In a not dissimilar vein, I have for some time been attracted by an observation made in the opening sentences of the Preface to Louis Bouyer's book The Meaning of the Monastic Life:
The purpose of this book is primarily to point out to monks that their vocation in the Church is not, and never has been, a special vocation. The vocation of the monk is, but is no more than, the vocation of the baptized man. But it is the vocation of the baptized man carried, I would say, to the farthest limits of its irresistible demands.Fr Bouyer was writing at the request of a community of monks - hence his non-inclusive language - so I think we can safely extend the intention of his words to nuns and lay women, too. If his observation is correct, then it indicates, not so much the monastic life as such, but at least a form of consecrated life akin to it, as a way in which the lay person might live the vocation of their baptism "to the farthest limits of its irresistible demands".

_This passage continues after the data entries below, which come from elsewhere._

use chrono::{DateTime, Utc};
use serde::{Deserialize, Serialize};

/// Kind of user interaction that feeds the persona
#[derive(Debug, Clone, Copy, Serialize, Deserialize, PartialEq, Eq)]
#[serde(rename_all = "lowercase")]
pub enum InteractionKind {
    Watch,
    Like,
}

impl InteractionKind {
    /// Parses the stored event type; other event types do not feed personas
    pub fn parse(raw: &str) -> Option<Self> {
        match raw.to_lowercase().as_str() {
            "watch" | "view" => Some(InteractionKind::Watch),
            "like" => Some(InteractionKind::Like),
            _ => None,
        }
    }
}

/// A single watch or like event
#[derive(Debug, Clone, Serialize, Deserialize, PartialEq)]
pub struct InteractionEvent {
    pub user_id: i64,
    pub video_id: i64,
    pub kind: InteractionKind,
    /// Seconds watched, when recorded
    pub watch_time: Option<f64>,
    pub liked: bool,
    pub created_at: DateTime<Utc>,
}

/// Mean-pooled embedding summarizing a user's recent interests
#[derive(Debug, Clone, Serialize, Deserialize, PartialEq)]
pub struct PersonaVector {
    pub user_id: i64,
    pub vector: Vec<f32>,
    pub updated_at: DateTime<Utc>,
}

impl PersonaVector {
    /// Whether this vector may still be served at `now`
    ///
    /// An expiry past the representable range never arrives.
    pub fn is_fresh(&self, now: DateTime<Utc>, ttl: chrono::Duration) -> bool {
        self.updated_at
            .checked_add_signed(ttl)
            .map_or(true, |expires_at| now < expires_at)
    }
}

The lesson that we might take from the experience of Fr de Cherge and the monks of Tibhirine is that, just as the monastery at Tibherine existed as a place of prayer among a people of prayer in a Muslim milieu, so, in a Christian milieu, a monastery should exist among a people who pray. In the context of the Year for Consecrated Life, it suggests that we should look for consecrated life to be lived, not only in the seclusion of the monastery, but also out and about in the life of Christians "in the world".
And from Fr Bouyer we might take the lesson that the living of a Christian life "in the world" should carry with it the same radicalness of response to the demands represented by the call of the Lord as does the response of the monk, a radicalness represented by the vows characteristic of consecrated life.